WFD: Fireworks are best used by professionals is your source for free news and information in the Wilmington area.

File photo.
File photo.

The Wilmington Fire Department is encouraging the community to leave the fireworks to the professionals during the Fourth of July holiday.

Even though some minor, smaller fireworks are legal, they are dangerous and can cause serious injury, according to Wilmington Fire Department Public Educator Wendy Giannini.

“At the Wilmington Fire Department we oppose the use of commercial fireworks. They’re just not safe. Commercial fireworks are dangerous and are also misused,” Giannini said.

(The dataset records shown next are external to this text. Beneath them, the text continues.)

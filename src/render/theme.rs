//! Process-wide style tokens (all in pixels).
//!
//! These values are part of the output contract: snapshot fixtures depend on
//! them byte-for-byte.

use crate::types::Padding;

pub const FONT_FAMILY: &str = "sans-serif";
pub const FONT_SIZE: f64 = 12.0;
pub const LABEL_FONT_SIZE: f64 = 14.0;
pub const TITLE_FONT_SIZE: f64 = 16.0;
pub const OPERATOR_FONT_SIZE: f64 = 28.0;

/// Frozen text-width heuristic: estimated width is `chars * AVG_CHAR_WIDTH_PX`.
pub const AVG_CHAR_WIDTH_PX: f64 = 7.0;
pub const LINE_HEIGHT: f64 = 16.0;
pub const TITLE_LINE_HEIGHT: f64 = 20.0;
pub const TITLE_TOP_PADDING: f64 = 15.0;
/// Parenthetical titles longer than this are split onto two lines.
pub const PARENTHETICAL_SPLIT_CHARS: usize = 36;

pub const TEXT_COLOR: &str = "#333333";
pub const AXIS_COLOR: &str = "#000000";
pub const GRID_COLOR: &str = "#cccccc";
pub const OUTLINE_COLOR: &str = "#333333";
pub const EMPTY_FILL: &str = "#ffffff";

pub const AXIS_STROKE_WIDTH: f64 = 1.5;
pub const GRID_STROKE_WIDTH: f64 = 1.0;
pub const SERIES_STROKE_WIDTH: f64 = 2.0;
pub const TICK_LENGTH: f64 = 5.0;
pub const POINT_RADIUS: f64 = 4.0;

/// Padding around the plot area of every axis chart.
pub const CHART_PADDING: Padding = Padding::new(20.0, 20.0, 50.0, 60.0);
/// Padding for charts with a single horizontal axis (dot and box plots).
pub const LINE_PLOT_PADDING: Padding = Padding::new(20.0, 20.0, 50.0, 20.0);
/// Horizontal inset of number lines from the canvas edges.
pub const NUMBER_LINE_PADDING: f64 = 20.0;
/// Inset of fraction and geometry diagrams from the canvas edges.
pub const DIAGRAM_PADDING: f64 = 10.0;

/// Gap between adjacent bars as a fraction of the band width.
pub const BAR_GAP_RATIO: f64 = 0.2;
/// Horizontal room reserved between two compared figures for the operator.
pub const OPERATOR_GAP: f64 = 50.0;

/// Upper bound on generated ticks per axis.
pub const MAX_TICKS: usize = 1000;
/// Largest magnitude accepted for any domain value.
pub const MAX_MAGNITUDE: f64 = 1.0e9;
/// Largest accepted canvas extent.
pub const MAX_CANVAS_PX: f64 = 4000.0;
pub const MAX_DENOMINATOR: u32 = 24;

Sparklers, a legal firework in the state, can burn at a temperature of more than 2,000 degrees Fahrenheit–hot enough to melt glass and some metals–and can cause third-degree burns, according to statistics provided by the fire department.

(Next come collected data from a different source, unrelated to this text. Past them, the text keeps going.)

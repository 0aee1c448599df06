//! Canvas - accumulates SVG elements for one widget
//!
//! A canvas is created by a generator, passed by `&mut` through the drawing
//! helpers, and consumed by [`Canvas::finish`]. Output order is fixed by
//! [`Layer`] first and draw-call order second, so a helper can never paint a
//! point underneath a distance marker regardless of when it is called.

use super::svg::{Element, fmt_num, points_attr};
use super::text::wrap_text;
use super::theme;
use crate::errors::{WidgetError, WidgetResult};
use crate::log::warn;
use crate::types::{NumericError, check_finite};

/// Paint layers, back to front
#[derive(Debug, Clone, Copy, PartialEq, Eq, PartialOrd, Ord)]
pub enum Layer {
    Background,
    Grid,
    Axes,
    Distances,
    Shapes,
    Points,
    Labels,
}

impl Layer {
    pub const COUNT: usize = 7;
}

/// Horizontal text anchor
#[derive(Debug, Clone, Copy, PartialEq, Eq)]
pub enum Anchor {
    Start,
    Middle,
    End,
}

impl Anchor {
    fn as_str(self) -> &'static str {
        match self {
            Anchor::Start => "start",
            Anchor::Middle => "middle",
            Anchor::End => "end",
        }
    }
}

#[derive(Debug, Clone, PartialEq)]
pub struct TextStyle {
    pub size: f64,
    pub anchor: Anchor,
    pub bold: bool,
    pub fill: String,
}

impl TextStyle {
    /// Default label text
    pub fn label() -> Self {
        Self {
            size: theme::FONT_SIZE,
            anchor: Anchor::Middle,
            bold: false,
            fill: theme::TEXT_COLOR.to_string(),
        }
    }

    /// Bold chart title
    pub fn title() -> Self {
        Self {
            size: theme::TITLE_FONT_SIZE,
            bold: true,
            ..Self::label()
        }
    }

    pub fn size(mut self, size: f64) -> Self {
        self.size = size;
        self
    }

    pub fn anchor(mut self, anchor: Anchor) -> Self {
        self.anchor = anchor;
        self
    }

    pub fn bold(mut self) -> Self {
        self.bold = true;
        self
    }

    pub fn fill(mut self, color: &str) -> Self {
        self.fill = color.to_string();
        self
    }
}

/// Stroke properties for lines and outlines
#[derive(Debug, Clone, Copy, PartialEq)]
pub struct Stroke<'a> {
    pub color: &'a str,
    pub width: f64,
    pub dash: Option<&'static str>,
}

impl<'a> Stroke<'a> {
    pub fn solid(color: &'a str, width: f64) -> Self {
        Self {
            color,
            width,
            dash: None,
        }
    }

    pub fn dashed(color: &'a str, width: f64, dash: &'static str) -> Self {
        Self {
            color,
            width,
            dash: Some(dash),
        }
    }

    fn apply(&self, el: Element) -> Element {
        el.attr("stroke", self.color)
            .num("stroke-width", self.width)
            .attr_opt("stroke-dasharray", self.dash)
    }
}

/// Fragment accumulator for one widget
#[derive(Debug)]
pub struct Canvas {
    context: &'static str,
    width: f64,
    height: f64,
    layers: [Vec<Element>; Layer::COUNT],
    fault: Option<NumericError>,
}

impl Canvas {
    pub fn new(context: &'static str, width: f64, height: f64) -> Self {
        let mut canvas = Self {
            context,
            width,
            height,
            layers: Default::default(),
            fault: None,
        };
        canvas.guard(&[width, height]);
        canvas
    }

    pub fn width(&self) -> f64 {
        self.width
    }

    /// Remember the first non-finite coordinate; reported by `finish`.
    pub(crate) fn guard(&mut self, values: &[f64]) {
        if self.fault.is_some() {
            return;
        }
        for v in values {
            if let Err(e) = check_finite(*v) {
                warn!(context = self.context, "non-finite coordinate: {}", e);
                self.fault = Some(e);
                return;
            }
        }
    }

    /// Append a prepared element to `layer`.
    pub fn push(&mut self, layer: Layer, element: Element) {
        self.layers[layer as usize].push(element);
    }

    pub fn line(&mut self, layer: Layer, x1: f64, y1: f64, x2: f64, y2: f64, stroke: &Stroke) {
        self.guard(&[x1, y1, x2, y2]);
        let el = Element::new("line")
            .num("x1", x1)
            .num("y1", y1)
            .num("x2", x2)
            .num("y2", y2);
        self.push(layer, stroke.apply(el));
    }

    pub fn rect(
        &mut self,
        layer: Layer,
        (x, y, w, h): (f64, f64, f64, f64),
        fill: &str,
        stroke: Option<&Stroke>,
    ) {
        self.guard(&[x, y, w, h]);
        let el = Element::new("rect")
            .num("x", x)
            .num("y", y)
            .num("width", w)
            .num("height", h)
            .attr("fill", fill);
        let el = match stroke {
            Some(s) => s.apply(el),
            None => el,
        };
        self.push(layer, el);
    }

    pub fn circle(
        &mut self,
        layer: Layer,
        (cx, cy): (f64, f64),
        r: f64,
        fill: &str,
        stroke: Option<&Stroke>,
    ) {
        self.guard(&[cx, cy, r]);
        let el = Element::new("circle")
            .num("cx", cx)
            .num("cy", cy)
            .num("r", r)
            .attr("fill", fill);
        let el = match stroke {
            Some(s) => s.apply(el),
            None => el,
        };
        self.push(layer, el);
    }

    pub fn polygon(
        &mut self,
        layer: Layer,
        points: &[(f64, f64)],
        fill: &str,
        stroke: Option<&Stroke>,
    ) {
        self.guard_points(points);
        let el = Element::new("polygon")
            .attr("points", points_attr(points))
            .attr("fill", fill);
        let el = match stroke {
            Some(s) => s.apply(el),
            None => el,
        };
        self.push(layer, el);
    }

    pub fn polyline(&mut self, layer: Layer, points: &[(f64, f64)], stroke: &Stroke) {
        self.guard_points(points);
        let el = Element::new("polyline")
            .attr("points", points_attr(points))
            .attr("fill", "none");
        self.push(layer, stroke.apply(el));
    }

    /// Append a `<path>`; `d` must already be formatted with [`fmt_num`].
    pub fn path(&mut self, layer: Layer, d: String, fill: &str, stroke: Option<&Stroke>) {
        let el = Element::new("path").attr("d", d).attr("fill", fill);
        let el = match stroke {
            Some(s) => s.apply(el),
            None => el,
        };
        self.push(layer, el);
    }

    /// Draw one line of text. Empty strings draw nothing.
    pub fn text(&mut self, layer: Layer, (x, y): (f64, f64), content: &str, style: &TextStyle) {
        if content.is_empty() {
            return;
        }
        self.guard(&[x, y]);
        let mut el = Element::new("text")
            .num("x", x)
            .num("y", y)
            .num("font-size", style.size)
            .attr("fill", style.fill.as_str())
            .attr("text-anchor", style.anchor.as_str());
        if style.bold {
            el = el.attr("font-weight", "bold");
        }
        self.push(layer, el.text(content));
    }

    /// Draw text wrapped to at most two lines; returns the number of lines drawn.
    pub fn wrapped_text(
        &mut self,
        layer: Layer,
        (x, y): (f64, f64),
        content: &str,
        max_width: f64,
        line_height: f64,
        style: &TextStyle,
    ) -> usize {
        let lines = wrap_text(content, max_width);
        for (i, line) in lines.iter().enumerate() {
            self.text(layer, (x, y + i as f64 * line_height), line, style);
        }
        lines.len()
    }

    /// Draw text rotated by `degrees` about its anchor point.
    pub fn rotated_text(
        &mut self,
        layer: Layer,
        (x, y): (f64, f64),
        degrees: f64,
        content: &str,
        style: &TextStyle,
    ) {
        if content.is_empty() {
            return;
        }
        self.guard(&[x, y, degrees]);
        let el = Element::new("text")
            .num("x", x)
            .num("y", y)
            .num("font-size", style.size)
            .attr("fill", style.fill.as_str())
            .attr("text-anchor", style.anchor.as_str())
            .attr(
                "transform",
                format!("rotate({} {} {})", fmt_num(degrees), fmt_num(x), fmt_num(y)),
            );
        self.push(layer, el.text(content));
    }

    fn guard_points(&mut self, points: &[(f64, f64)]) {
        for (x, y) in points {
            self.guard(&[*x, *y]);
        }
    }

    /// Number of elements drawn so far
    pub fn len(&self) -> usize {
        self.layers.iter().map(Vec::len).sum()
    }

    pub fn is_empty(&self) -> bool {
        self.len() == 0
    }

    /// Consume the canvas and serialize it as one `<svg>` fragment.
    pub fn finish(self) -> WidgetResult<String> {
        if let Some(source) = self.fault {
            return Err(WidgetError::Internal {
                context: self.context.to_string(),
                source,
            });
        }
        let mut out = String::new();
        Element::new("svg")
            .attr("xmlns", "http://www.w3.org/2000/svg")
            .num("width", self.width)
            .num("height", self.height)
            .attr(
                "viewBox",
                format!("0 0 {} {}", fmt_num(self.width), fmt_num(self.height)),
            )
            .attr("font-family", theme::FONT_FAMILY)
            .write_open_to(&mut out);
        for layer in &self.layers {
            for el in layer {
                el.write_to(&mut out);
            }
        }
        out.push_str("</svg>");
        Ok(out)
    }
}

#[cfg(test)]
mod tests {
    use super::*;

    #[test]
    fn layers_order_output_regardless_of_call_order() {
        let mut canvas = Canvas::new("test", 100.0, 100.0);
        canvas.text(Layer::Labels, (1.0, 1.0), "A", &TextStyle::label());
        canvas.circle(Layer::Points, (5.0, 5.0), 2.0, "red", None);
        canvas.line(Layer::Distances, 0.0, 0.0, 9.0, 9.0, &Stroke::solid("blue", 1.0));
        let svg = canvas.finish().unwrap();
        let line = svg.find("<line").unwrap();
        let circle = svg.find("<circle").unwrap();
        let text = svg.find("<text").unwrap();
        assert!(line < circle && circle < text);
    }

    #[test]
    fn same_layer_keeps_call_order() {
        let mut canvas = Canvas::new("test", 100.0, 100.0);
        canvas.rect(Layer::Shapes, (0.0, 0.0, 1.0, 1.0), "red", None);
        canvas.rect(Layer::Shapes, (0.0, 0.0, 1.0, 1.0), "blue", None);
        let svg = canvas.finish().unwrap();
        assert!(svg.find("red").unwrap() < svg.find("blue").unwrap());
    }

    #[test]
    fn non_finite_coordinates_fail_at_finish() {
        let mut canvas = Canvas::new("test", 100.0, 100.0);
        canvas.circle(Layer::Points, (f64::NAN, 5.0), 2.0, "red", None);
        let err = canvas.finish().unwrap_err();
        assert_eq!(err.kind(), "GeneratorInternalError");
    }

    #[test]
    fn svg_root_carries_size_and_font() {
        let svg = Canvas::new("test", 400.0, 300.0).finish().unwrap();
        assert_eq!(
            svg,
            "<svg xmlns=\"http://www.w3.org/2000/svg\" width=\"400\" height=\"300\" viewBox=\"0 0 400 300\" font-family=\"sans-serif\"></svg>"
        );
    }

    #[test]
    fn empty_text_draws_nothing() {
        let mut canvas = Canvas::new("test", 10.0, 10.0);
        canvas.text(Layer::Labels, (1.0, 1.0), "", &TextStyle::label());
        assert!(canvas.is_empty());
    }
}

In 2014, there were 11 deaths and more than 10,000 people who sustained injuries related to fireworks, according to the U.S. Consumer Product Safety Commission. On average, 230 people go to the emergency room with fireworks-related injuries every day around the Fourth of July.

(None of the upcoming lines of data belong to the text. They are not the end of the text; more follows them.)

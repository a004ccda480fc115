#![cfg(unix)]

use std::fs;
use std::os::unix::fs::PermissionsExt;
use std::path::{Path, PathBuf};
use std::process::Command;

use serde_json::Value;

const FAKE_CMAKE: &str = r#"#!/bin/sh
printf '%s\n' "$@" >> "$CMAKEW_ARGS_OUT"
echo "--" >> "$CMAKEW_ARGS_OUT"
exit "${FAKE_CMAKE_EXIT:-0}"
"#;

fn cmakew(dir: &Path) -> Command {
    let mut cmd = Command::new(env!("CARGO_BIN_EXE_cmakew"));
    cmd.current_dir(dir).env("RUST_LOG", "warn");
    cmd
}

fn install_fake_cmake(dir: &Path) -> PathBuf {
    let script = dir.join("fake-cmake");
    fs::write(&script, FAKE_CMAKE).unwrap();
    fs::set_permissions(&script, fs::Permissions::from_mode(0o755)).unwrap();
    script
}

fn write_config(dir: &Path, binary: &Path, toolchain: &str) -> PathBuf {
    fs::create_dir_all(dir).unwrap();
    let path = dir.join("cmakew.toml");
    fs::write(
        &path,
        format!(
            "[cmake]\nbinary = \"{}\"\n\n[project]\nconfiguration = \"RelWithDebInfo\"\nbuild_folder = \"out\"\ntoolchain = \"{toolchain}\"\n",
            binary.display()
        ),
    )
    .unwrap();
    path
}

fn recorded_invocations(path: &Path) -> Vec<Vec<String>> {
    let text = fs::read_to_string(path).unwrap();
    text.split("--\n")
        .filter(|chunk| !chunk.is_empty())
        .map(|chunk| chunk.lines().map(str::to_string).collect())
        .collect()
}

fn strings(items: &[&str]) -> Vec<String> {
    items.iter().map(|s| s.to_string()).collect()
}

#[test]
fn configure_then_build_against_fake_cmake() {
    let dir = tempfile::tempdir().unwrap();
    let script = install_fake_cmake(dir.path());
    // Config lives in a subdirectory; its relative paths still refer to the
    // directory cmake runs in.
    let config = write_config(&dir.path().join("ci"), &script, "/tc/file.cmake");
    let args_out = dir.path().join("args.txt");

    let status = cmakew(dir.path())
        .arg("configure")
        .arg("--config")
        .arg(&config)
        .arg("--verbose")
        .arg("--env")
        .arg(format!("CMAKEW_ARGS_OUT={}", args_out.display()))
        .status()
        .unwrap();
    assert!(status.success());

    let status = cmakew(dir.path())
        .args(["build", "--verbose", "--config"])
        .arg(&config)
        .env("CMAKEW_ARGS_OUT", &args_out)
        .status()
        .unwrap();
    assert!(status.success());

    let calls = recorded_invocations(&args_out);
    assert_eq!(calls.len(), 2);
    assert_eq!(
        calls[0],
        strings(&[
            "-DCMAKE_EXPORT_COMPILE_COMMANDS=ON",
            "-DCMAKE_TOOLCHAIN_FILE=/tc/file.cmake",
            "-DENABLE_TESTING=ON",
            "-DCMAKE_BUILD_TYPE=RelWithDebInfo",
            "--log-level=TRACE",
            "-Wdev",
            "-S",
            ".",
            "-B",
            "out",
        ])
    );
    assert_eq!(calls[1], strings(&["--build", "out", "--verbose"]));

    let status = cmakew(dir.path())
        .args(["build", "--config"])
        .arg(&config)
        .env("CMAKEW_ARGS_OUT", &args_out)
        .env("FAKE_CMAKE_EXIT", "4")
        .status()
        .unwrap();
    assert!(!status.success());
}

#[test]
fn build_of_unconfigured_folder_warns_and_still_runs_cmake() {
    let dir = tempfile::tempdir().unwrap();
    let script = install_fake_cmake(dir.path());
    let config = write_config(dir.path(), &script, "/tc/file.cmake");
    let args_out = dir.path().join("args.txt");

    let output = cmakew(dir.path())
        .args(["build", "--config"])
        .arg(&config)
        .env("CMAKEW_ARGS_OUT", &args_out)
        .output()
        .unwrap();
    assert!(output.status.success());
    let stderr = String::from_utf8_lossy(&output.stderr);
    assert!(stderr.contains("does not look configured"), "stderr: {stderr}");
    assert_eq!(
        recorded_invocations(&args_out),
        vec![strings(&["--build", "out"])]
    );
}

#[test]
fn doctor_reports_configured_binary_and_missing_pieces() {
    let dir = tempfile::tempdir().unwrap();
    let script = install_fake_cmake(dir.path());
    let config = write_config(dir.path(), &script, "missing.cmake");

    let output = cmakew(dir.path())
        .args(["doctor", "--config"])
        .arg(&config)
        .output()
        .unwrap();
    assert!(output.status.success());
    let report: Value = serde_json::from_slice(&output.stdout).unwrap();
    assert_eq!(report["cmake_binary"], script.display().to_string());
    assert_eq!(report["cmake_resolved"], script.display().to_string());
    assert_eq!(report["toolchain"], "missing.cmake");
    assert_eq!(report["toolchain_exists"], false);
    assert_eq!(report["build_folder"], "out");
    assert_eq!(report["build_folder_configured"], false);

    fs::create_dir_all(dir.path().join("out")).unwrap();
    fs::write(dir.path().join("out/CMakeCache.txt"), "").unwrap();
    fs::write(dir.path().join("missing.cmake"), "").unwrap();
    let output = cmakew(dir.path())
        .args(["doctor", "--config"])
        .arg(&config)
        .output()
        .unwrap();
    let report: Value = serde_json::from_slice(&output.stdout).unwrap();
    assert_eq!(report["toolchain_exists"], true);
    assert_eq!(report["build_folder_configured"], true);
}

#[test]
fn doctor_ignores_path_cmake_when_configured_binary_is_missing() {
    let dir = tempfile::tempdir().unwrap();
    let bin = dir.path().join("bin");
    fs::create_dir_all(&bin).unwrap();
    let path_cmake = bin.join("cmake");
    fs::write(&path_cmake, FAKE_CMAKE).unwrap();
    fs::set_permissions(&path_cmake, fs::Permissions::from_mode(0o755)).unwrap();
    let config = write_config(dir.path(), Path::new("/opt/missing/cmake"), "tc.cmake");

    let output = cmakew(dir.path())
        .args(["doctor", "--config"])
        .arg(&config)
        .env("PATH", &bin)
        .output()
        .unwrap();
    assert!(output.status.success());
    let report: Value = serde_json::from_slice(&output.stdout).unwrap();
    assert_eq!(report["cmake_binary"], "/opt/missing/cmake");
    assert_eq!(report["cmake_resolved"], Value::Null);
}

#[test]
fn missing_cmake_binary_fails_with_a_single_report() {
    let dir = tempfile::tempdir().unwrap();
    let config = write_config(dir.path(), &dir.path().join("no-such-cmake"), "tc.cmake");
    fs::create_dir_all(dir.path().join("out")).unwrap();
    fs::write(dir.path().join("out/CMakeCache.txt"), "").unwrap();

    let output = cmakew(dir.path())
        .args(["build", "--config"])
        .arg(&config)
        .output()
        .unwrap();
    assert!(!output.status.success());
    let stderr = String::from_utf8_lossy(&output.stderr);
    assert_eq!(stderr.matches("failed to spawn").count(), 1, "stderr: {stderr}");
}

“We try to educate folks. The one thing that we like to tell people is that even though some of those minor and smaller [fireworks] are legal, we recommend to all the public to just…take in the local fireworks displays that are going to be in the area, that are permitted and run by professionals,” Wilmington Fire Marshal Sammy Flowers said.

But for those who choose to use fireworks at home, the fire department has recommended some basic safety tips. Flowers recommends using a hard, flat surface with some measure a safety–a bucket of water, a water hose or a fire extinguisher–that is easily accessible.

“Always have a safety zone for the kids,” Flowers said.

Other safety tips suggested by the Wilmington Fire Department include:

  • Only adults should handle fireworks
  • Supervise children around fireworks at all times
  • Never light fireworks indoors or on dry grass
  • Never hold a child in your arms while using fireworks
  • Never hold or light more than one sparkler at a time
  • Place used sparklers in a bucket of water or sand
  • Stand at least 6 feet away from another person while using sparklers
  • Never wave sparklers or run while holding them

What’s legal and what’s not?

North Carolina law requires the purchaser of any consumer fireworks to be at least 16 years old.

According to the Wilmington Fire Department, a violation of fireworks laws is classified as a misdemeanor, which may be punishable by a fine of up to $500  or up to six months in jail, depending upon the level of violation. The fireworks laws cover transporting, displaying, storing, selling, possessing and using illegal fireworks.

Sparklers, fountains, novelty fireworks and items that do not explode, spin or fly through the air are considered legal in the state. Firecrackers, ground spinners, roman candles, rockets (including bottle rockets), and mortars are not legal.